··· Record excerpts
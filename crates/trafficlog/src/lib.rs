//! JSON-lines record of interpreter traffic.
//!
//! One line per frame: `{"direction":"inbound","timestamp_ms":..,"payload":".."}`.
use std::{
    fs::File,
    io::{BufRead, BufReader, BufWriter, Write},
    path::Path,
    sync::Mutex,
    time::UNIX_EPOCH,
};

use eyre::WrapErr;
use serde::{Deserialize, Serialize};
use transport::{Direction, TrafficObserver, TrafficRecord};

#[derive(Debug, Clone, PartialEq, Eq, Serialize, Deserialize)]
pub struct TrafficEntry {
    pub direction: String,
    pub timestamp_ms: u64,
    pub payload: String,
}

impl TrafficEntry {
    fn from_record(record: &TrafficRecord<'_>) -> Self {
        let timestamp_ms = record
            .timestamp
            .duration_since(UNIX_EPOCH)
            .map(|d| d.as_millis() as u64)
            .unwrap_or_default();
        Self {
            direction: record.direction.as_str().to_string(),
            timestamp_ms,
            payload: record.payload.to_string(),
        }
    }

    pub fn is(&self, direction: Direction) -> bool {
        self.direction == direction.as_str()
    }

    /// The payload as JSON, or as a string if it is not JSON.
    pub fn message(&self) -> serde_json::Value {
        serde_json::from_str(&self.payload)
            .unwrap_or_else(|_| serde_json::Value::String(self.payload.clone()))
    }
}

/// Appends every observed frame to a writer, one JSON object per line.
pub struct JsonLinesObserver {
    out: Mutex<Box<dyn Write + Send>>,
}

impl JsonLinesObserver {
    pub fn new(out: impl Write + Send + 'static) -> Self {
        Self {
            out: Mutex::new(Box::new(out)),
        }
    }

    /// Truncates `path`.
    pub fn create(path: impl AsRef<Path>) -> eyre::Result<Self> {
        let file = File::create(path.as_ref()).context("creating traffic log")?;
        Ok(Self::new(BufWriter::new(file)))
    }

    fn write_entry(&self, entry: &TrafficEntry) -> eyre::Result<()> {
        let line = serde_json::to_string(entry).context("serializing traffic entry")?;
        let mut out = self
            .out
            .lock()
            .map_err(|_| eyre::eyre!("traffic log mutex poisoned"))?;
        writeln!(out, "{line}").context("writing traffic entry")?;
        out.flush().context("flushing traffic log")
    }
}

impl TrafficObserver for JsonLinesObserver {
    fn observe(&self, record: &TrafficRecord<'_>) {
        if let Err(e) = self.write_entry(&TrafficEntry::from_record(record)) {
            tracing::warn!(error = %e, "dropping traffic record");
        }
    }
}

/// Every well-formed entry in the log at `path`. Malformed lines are skipped.
pub fn read_log(path: impl AsRef<Path>) -> eyre::Result<Vec<TrafficEntry>> {
    let path = path.as_ref();
    let file = File::open(path).with_context(|| format!("opening {}", path.display()))?;
    parse_entries(BufReader::new(file))
}

pub fn parse_entries(input: impl BufRead) -> eyre::Result<Vec<TrafficEntry>> {
    let mut result = Vec::new();
    for (i, line) in input.lines().enumerate() {
        let line = line.context("reading traffic log")?;
        if line.trim().is_empty() {
            continue;
        }
        match serde_json::from_str(&line) {
            Ok(entry) => result.push(entry),
            Err(e) => tracing::warn!(line = i + 1, error = %e, "invalid traffic entry"),
        }
    }
    Ok(result)
}

#[cfg(test)]
mod tests {
    use std::io::Cursor;
    use std::sync::Arc;
    use std::time::{Duration, SystemTime};

    use rstest::rstest;

    use super::*;

    #[derive(Clone, Default)]
    struct SharedBuf(Arc<Mutex<Vec<u8>>>);

    impl Write for SharedBuf {
        fn write(&mut self, buf: &[u8]) -> std::io::Result<usize> {
            self.0.lock().unwrap().extend_from_slice(buf);
            Ok(buf.len())
        }

        fn flush(&mut self) -> std::io::Result<()> {
            Ok(())
        }
    }

    fn record(direction: Direction, payload: &str) -> TrafficRecord<'_> {
        TrafficRecord {
            direction,
            timestamp: UNIX_EPOCH + Duration::from_millis(1_700_000_000_123),
            payload,
        }
    }

    #[test]
    fn observed_frames_become_lines() {
        let buf = SharedBuf::default();
        let observer = JsonLinesObserver::new(buf.clone());
        observer.observe(&record(Direction::Outbound, r#"["GetThreads",{}]"#));
        observer.observe(&record(Direction::Inbound, "SupportedProtocols=2"));

        let written = String::from_utf8(buf.0.lock().unwrap().clone()).unwrap();
        let entries = parse_entries(Cursor::new(written)).unwrap();
        assert_eq!(entries.len(), 2);
        assert!(entries[0].is(Direction::Outbound));
        assert_eq!(entries[0].timestamp_ms, 1_700_000_000_123);
        assert_eq!(entries[1].payload, "SupportedProtocols=2");
    }

    #[rstest]
    #[case(r#"["SetPromptType",{"type":1}]"#, serde_json::json!(["SetPromptType", {"type": 1}]))]
    #[case("UsingProtocol=2", serde_json::json!("UsingProtocol=2"))]
    fn message_decodes_json_payloads(#[case] payload: &str, #[case] expected: serde_json::Value) {
        let entry = TrafficEntry {
            direction: "inbound".to_string(),
            timestamp_ms: 0,
            payload: payload.to_string(),
        };
        assert_eq!(entry.message(), expected);
    }

    #[test]
    fn malformed_lines_are_skipped() {
        let input = "not json\n\n{\"direction\":\"inbound\",\"timestamp_ms\":1,\"payload\":\"x\"}\n";
        let entries = parse_entries(Cursor::new(input)).unwrap();
        assert_eq!(entries.len(), 1);
        assert_eq!(entries[0].payload, "x");
    }

    #[test]
    fn log_file_round_trip() {
        let dir = tempfile::tempdir().unwrap();
        let path = dir.path().join("traffic.jsonl");
        let observer = JsonLinesObserver::create(&path).unwrap();
        observer.observe(&TrafficRecord {
            direction: Direction::Inbound,
            timestamp: SystemTime::now(),
            payload: r#"["ReplyGetThreads",{"threads":[]}]"#,
        });
        drop(observer);

        let entries = read_log(&path).unwrap();
        assert_eq!(entries.len(), 1);
        assert!(entries[0].is(Direction::Inbound));
    }
}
······
Go over the data above and copy every line that has the word "BufReader" in it.

• Output for this exercise:
    io::{BufRead, BufReader, BufWriter, Write},
    parse_entries(BufReader::new(file))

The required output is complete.